Procès en appel de Eugène RWAMUCYO. Jeudi 16 juillet 2026. J27

Plaidoiries de la défense – deuxième partie

L’audience démarre à 9h45 avec la plaidoirie de Maître Jean-Baptiste HARERIMANA  :

J’ai appris beaucoup de choses pendant ce procès. Je ne connaissais pas RWAMUCYO, je l’ai connu en 2010 à travers les médias. Ce procès m’a appris l’humilité face à une histoire qui dépasse chaque douleur. Certaines blessures de l’histoire exigent à la fois la justice des tribunaux et le travail d’historiens. Mesdames, Messieurs les jurés, vous siégez ici pour rendre la justice, non pas pour satisfaire à un besoin de vengeance ou céder à l’émotion”.

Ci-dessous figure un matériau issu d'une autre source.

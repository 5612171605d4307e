// SPDX-License-Identifier: MIT OR Apache-2.0

//! Storage layer for third-party OAuth token bundles (spec §3, §4.5). This
//! module only moves ciphertext and clear-text metadata in and out of
//! Postgres; encryption and the higher-level vault operations
//! (`save`/`get`/`invalidate`/`refresh_if_needed`/`list_expiring_soon`) live
//! in `crate::oauth::vault`.

use chrono::{DateTime, Utc};
use sqlx::{Row, Transaction, Postgres};
use uuid::Uuid;

use super::Database;
use crate::errors::{AppError, AppResult};
use sentinel_core::TenantId;

/// A stored third-party token record (spec §3 "Third-Party Token Record").
#[derive(Debug, Clone)]
pub struct TokenRecord {
    /// Owning tenant.
    pub tenant_id: TenantId,
    /// Provider name, e.g. `"google"`.
    pub provider: String,
    /// Ciphertext of the serialized token bundle (access/refresh/scope/type).
    pub encrypted_tokens: String,
    /// Clear-text expiry, kept unencrypted so the refresh scan doesn't need
    /// to unwrap every tenant's DEK just to find candidates.
    pub expires_at: DateTime<Utc>,
    /// Whether this record is currently usable.
    pub is_valid: bool,
    /// Reason recorded the last time this record was invalidated.
    pub revoke_reason: Option<String>,
    /// Last time this record was successfully used to authenticate a call.
    pub last_used_at: Option<DateTime<Utc>>,
}

impl Database {
    /// Upsert on (tenant, provider). Clears any prior revoke metadata and
    /// sets `is_valid = true` — this is the only repository method that may
    /// resurrect a previously invalidated token record, and it only does so
    /// because the caller just obtained a fresh grant or rotation.
    pub async fn upsert_oauth_token(
        &self,
        tenant_id: TenantId,
        provider: &str,
        encrypted_tokens: &str,
        expires_at: DateTime<Utc>,
    ) -> AppResult<()> {
        let provider = provider.to_owned();
        let encrypted_tokens = encrypted_tokens.to_owned();
        self.with_tenant_conn(tenant_id, move |tx| {
            Box::pin(async move { upsert_oauth_token_tx(tx, tenant_id, &provider, &encrypted_tokens, expires_at).await })
        })
        .await
    }

    /// Fetch a token record regardless of validity; callers decide whether
    /// an invalid record should be treated as absent.
    pub async fn get_oauth_token(&self, tenant_id: TenantId, provider: &str) -> AppResult<Option<TokenRecord>> {
        let provider = provider.to_owned();
        self.with_tenant_conn(tenant_id, move |tx| {
            Box::pin(async move { get_oauth_token_tx(tx, tenant_id, &provider).await })
        })
        .await
    }

    /// Touch `last_used_at` after a successful decrypt-and-use.
    pub async fn mark_oauth_token_used(&self, tenant_id: TenantId, provider: &str) -> AppResult<()> {
        let provider = provider.to_owned();
        self.with_tenant_conn(tenant_id, move |tx| {
            Box::pin(async move {
                sqlx::query("UPDATE user_oauth_tokens SET last_used_at = now() WHERE tenant_id = $1 AND provider = $2")
                    .bind(tenant_id.as_uuid())
                    .bind(&provider)
                    .execute(&mut **tx)
                    .await
                    .map_err(|e| AppError::database(format!("failed to touch last_used_at: {e}")))?;
                Ok(())
            })
        })
        .await
    }

    /// Soft-invalidate: flips `is_valid = false` and records why. Never
    /// deletes the row — preserves the audit trail (spec §3 invariant).
    pub async fn invalidate_oauth_token(&self, tenant_id: TenantId, provider: &str, reason: &str) -> AppResult<()> {
        let provider = provider.to_owned();
        let reason = reason.to_owned();
        self.with_tenant_conn(tenant_id, move |tx| {
            Box::pin(async move {
                let result = sqlx::query(
                    "UPDATE user_oauth_tokens SET is_valid = false, revoke_reason = $1 WHERE tenant_id = $2 AND provider = $3",
                )
                .bind(&reason)
                .bind(tenant_id.as_uuid())
                .bind(&provider)
                .execute(&mut **tx)
                .await
                .map_err(|e| AppError::database(format!("failed to invalidate oauth token: {e}")))?;

                if result.rows_affected() == 0 {
                    return Err(AppError::not_found(format!("oauth token for {tenant_id}/{provider}")));
                }
                Ok(())
            })
        })
        .await
    }

    /// Providers whose token for `tenant_id` is valid and expires within
    /// `buffer` from now — candidates for the background refresh job (spec
    /// §4.5 `listExpiringSoon`). Scoped to one tenant at a time (rather than
    /// a single cross-tenant scan) because `user_oauth_tokens` carries an
    /// RLS policy keyed on the scoped connection's tenant setting.
    pub async fn list_expiring_providers(&self, tenant_id: TenantId, buffer: chrono::Duration) -> AppResult<Vec<String>> {
        let cutoff = Utc::now() + buffer;
        self.with_tenant_conn(tenant_id, move |tx| {
            Box::pin(async move {
                let rows = sqlx::query("SELECT provider FROM user_oauth_tokens WHERE is_valid = true AND expires_at <= $1")
                    .bind(cutoff)
                    .fetch_all(&mut **tx)
                    .await
                    .map_err(|e| AppError::database(format!("failed to list expiring tokens: {e}")))?;
                Ok(rows.into_iter().map(|row| row.get("provider")).collect())
            })
        })
        .await
    }
}

async fn upsert_oauth_token_tx(
    tx: &mut Transaction<'_, Postgres>,
    tenant_id: TenantId,
    provider: &str,
    encrypted_tokens: &str,
    expires_at: DateTime<Utc>,
) -> AppResult<()> {
    sqlx::query(
        r"
        INSERT INTO user_oauth_tokens
            (tenant_id, provider, encrypted_tokens, expires_at, is_valid, revoke_reason, last_used_at)
        VALUES ($1, $2, $3, $4, true, NULL, NULL)
        ON CONFLICT (tenant_id, provider) DO UPDATE SET
            encrypted_tokens = EXCLUDED.encrypted_tokens,
            expires_at = EXCLUDED.expires_at,
            is_valid = true,
            revoke_reason = NULL
        ",
    )
    .bind(tenant_id.as_uuid())
    .bind(provider)
    .bind(encrypted_tokens)
    .bind(expires_at)
    .execute(&mut **tx)
    .await
    .map_err(|e| AppError::database(format!("failed to upsert oauth token: {e}")))?;
    Ok(())
}

async fn get_oauth_token_tx(tx: &mut Transaction<'_, Postgres>, tenant_id: TenantId, provider: &str) -> AppResult<Option<TokenRecord>> {
    let row = sqlx::query(
        r"
        SELECT tenant_id, provider, encrypted_tokens, expires_at, is_valid, revoke_reason, last_used_at
        FROM user_oauth_tokens WHERE tenant_id = $1 AND provider = $2
        ",
    )
    .bind(tenant_id.as_uuid())
    .bind(provider)
    .fetch_optional(&mut **tx)
    .await
    .map_err(|e| AppError::database(format!("failed to get oauth token: {e}")))?;

    Ok(row.as_ref().map(row_to_token_record))
}

fn row_to_token_record(row: &sqlx::postgres::PgRow) -> TokenRecord {
    TokenRecord {
        tenant_id: TenantId::from_uuid(row.get::<Uuid, _>("tenant_id")),
        provider: row.get("provider"),
        encrypted_tokens: row.get("encrypted_tokens"),
        expires_at: row.get("expires_at"),
        is_valid: row.get("is_valid"),
        revoke_reason: row.get("revoke_reason"),
        last_used_at: row.get("last_used_at"),
    }
}

#[cfg(test)]
mod tests {
    use super::*;
    use sqlx::PgPool;

    async fn test_db() -> Option<Database> {
        let url = std::env::var("TEST_DATABASE_URL").ok()?;
        let pool = PgPool::connect(&url).await.expect("connect to test database");
        Some(Database::from_pool(pool))
    }

    #[tokio::test]
    async fn upsert_then_get_round_trips_the_record() {
        let Some(db) = test_db().await else { return };
        let tenant = db.create_tenant("token-test@example.com", vec![1, 2, 3], "UTC").await.unwrap();
        let expires_at = Utc::now() + chrono::Duration::hours(1);

        db.upsert_oauth_token(tenant.id, "google", "ciphertext", expires_at).await.unwrap();
        let record = db.get_oauth_token(tenant.id, "google").await.unwrap().unwrap();

        assert_eq!(record.encrypted_tokens, "ciphertext");
        assert!(record.is_valid);
    }

    #[tokio::test]
    async fn invalidate_sets_is_valid_false_and_records_reason() {
        let Some(db) = test_db().await else { return };
        let tenant = db.create_tenant("token-test-2@example.com", vec![1], "UTC").await.unwrap();
        let expires_at = Utc::now() + chrono::Duration::hours(1);
        db.upsert_oauth_token(tenant.id, "google", "ciphertext", expires_at).await.unwrap();

        db.invalidate_oauth_token(tenant.id, "google", "user revoked").await.unwrap();
        let record = db.get_oauth_token(tenant.id, "google").await.unwrap().unwrap();

        assert!(!record.is_valid);
        assert_eq!(record.revoke_reason, Some("user revoked".to_owned()));
    }

    #[tokio::test]
    async fn invalidate_missing_token_returns_not_found() {
        let Some(db) = test_db().await else { return };
        let tenant = db.create_tenant("token-test-3@example.com", vec![1], "UTC").await.unwrap();
        let result = db.invalidate_oauth_token(tenant.id, "google", "n/a").await;
        assert!(result.is_err());
    }

    #[tokio::test]
    async fn list_expiring_providers_only_returns_valid_tokens_past_the_buffer() {
        let Some(db) = test_db().await else { return };
        let tenant = db.create_tenant("token-test-4@example.com", vec![1], "UTC").await.unwrap();

        db.upsert_oauth_token(tenant.id, "google", "ciphertext", Utc::now() + chrono::Duration::minutes(2))
            .await
            .unwrap();
        db.upsert_oauth_token(tenant.id, "microsoft", "ciphertext", Utc::now() + chrono::Duration::days(30))
            .await
            .unwrap();

        let expiring = db.list_expiring_providers(tenant.id, chrono::Duration::minutes(10)).await.unwrap();

        assert_eq!(expiring, vec!["google".to_owned()]);
    }

    #[tokio::test]
    async fn list_expiring_providers_is_scoped_to_the_calling_tenant() {
        let Some(db) = test_db().await else { return };
        let a = db.create_tenant("token-test-5a@example.com", vec![1], "UTC").await.unwrap();
        let b = db.create_tenant("token-test-5b@example.com", vec![2], "UTC").await.unwrap();

        db.upsert_oauth_token(a.id, "google", "ciphertext", Utc::now() + chrono::Duration::minutes(1)).await.unwrap();
        db.upsert_oauth_token(b.id, "google", "ciphertext", Utc::now() + chrono::Duration::minutes(1)).await.unwrap();

        let expiring = db.list_expiring_providers(a.id, chrono::Duration::minutes(10)).await.unwrap();
        assert_eq!(expiring, vec!["google".to_owned()]);
    }
}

Je pense qu’appartenir à une élite intellectuelle, à une famille, n’équivaut absolument pas à une planification génocidaire. Comment les liens familiaux ont été transformés par l’accusation comme une preuve automatique d’adhésion au crime?”.

Dans ce procès, la question la plus lancinante, c’est l’école. L’école rwandaise a été un élément déterminant dans l’histoire du Rwanda. À partir des années 50, l’école devient l’instrument du gouvernement, elle instruit le savoir mais aussi le pouvoir. La révolution de 1959 ne résout pas le problème : là où le système colonial avait concentré le pouvoir dans les mains d’une partie de la population, la révolution conduit progressivement à une nouvelle logique de répartition fondée sur l’appartenance ethnique. […] La question de l’école impacte la question de l’administration. Je pense que c’est l’enjeu central”.

Maître HARERIMANA poursuit : “J’ai été turlupiné par le fétichisme qu’on a produit ici de la question des mariages mixtes. C’est vrai que les intellectuels formés à BUTARE avaient presque tous des femmes tutsi. La conclusion hâtive, c’est qu’il y avait un fantasme chez les Hutu. […] La théorie du fantasme a été avancée comme une trouvaille scientifique. Je ne sais pas si une analyse scientifique a été vraiment conduite, en tout cas je me pose beaucoup de questions”.

Condamner Eugène RWAMUCYO sur la base d’une intention, déduite de la proximité politique, alors que la planification, le plan national d’enfouissement n’a pas été prouvé… Peut-on vraiment condamner une personne parce qu’elle appartient à une famille? Parce qu’elle connaît quelqu’un du Nord? Est-ce que c’est vraiment un délit? La justice n’est pas une affaire de filiation. On ne juge pas l’arbre d’un homme, on juge ses actes”.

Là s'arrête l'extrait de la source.